Kosnik’s list of accomplishments are impressive, but overcoming challenges is something she does. As a child, she was diagnosed with Osteogenesis Imperfecta, a genetic disease that leads to fragile, easily broken bones. After her diagnosis, Kosnik was renamed by a rabbi using Kabbalistic tradition, to give her a fresh start, and added Lea to her original name Rachel. Her mother, instead of overprotecting her, encouraged her to live life and sent her to summer camp, even though it meant coming home with a broken bone every year. Kosnik does not even know how many bones she has broken in her lifetime.
Kosnik won a Fulbright Scholarship to study hydropower in Turkey but while there she was in an accident, resulting in injuries that including a broken pelvis. Facing repeated surgeries, she fought to be allowed return home for treatment. Although warned that she might not walk again, she persevered, went on to earn her doctorate degree and learned to walk again.
Small hydropower has been a special area of research for Kosnik. While the era of large hydropower plants with dams has passed, small hydroelectric power generation, which does not require a dam and has little environmental impact, has promise as a renewable resource.
Kosnik presented some of her research at the Missouri Energy Summit in Columbia, Mo. in 2009. The economist identified at least 30 sites in Missouri that were suitable for small hydropower generation, as part of a larger study evaluation the potential for small-scale hydropower development in the United States.
“We want to try to switch away from fossil fuels to renewables and other sorts of power generation. And that study found that there is potential in Missouri, and across the United States to develop some small scale hydropower, in lieu of fossil fuel use,” she said.
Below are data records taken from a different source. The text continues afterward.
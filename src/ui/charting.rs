use typeflow::time_series::TimeSeriesPoint;

/// X (seconds) and Y (WPM) upper bounds for the results chart
pub fn compute_chart_params(points: &[TimeSeriesPoint], fallback_secs: f64) -> (f64, f64) {
    let highest_wpm = points.iter().map(|p| p.wpm).fold(0.0, f64::max);

    let overall_duration = points
        .last()
        .map_or(fallback_secs, |p| p.t)
        .max(1.0);

    (overall_duration, highest_wpm.round().max(1.0))
}

/// Format a simple numeric label consistently
pub fn format_label(val: f64) -> String {
    if (val - val.round()).abs() < f64::EPSILON {
        format!("{}", val.round())
    } else {
        format!("{val:.2}")
    }
}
While small scale hydropower alone is not going to solve our energy needs, it has some advantages. “Because it is a mature technology, that we know how to build and put in place now with minimal environmental constraints, it is not a bad short-term strategy until we figure out long-term solutions to switch-off fossil fuels.”
“Another benefit of hydropower is that it is very good as a backup to power generation for other renewables, like solar and wind in particular,” she said. Coupling hydropower with solar and wind power generation creates a much more stable way to send electricity to the grid, she added.
Since 2009, the Jewish Light has used the issue closest to Earth Day to highlight stories involving Jewish groups or individuals and the environment.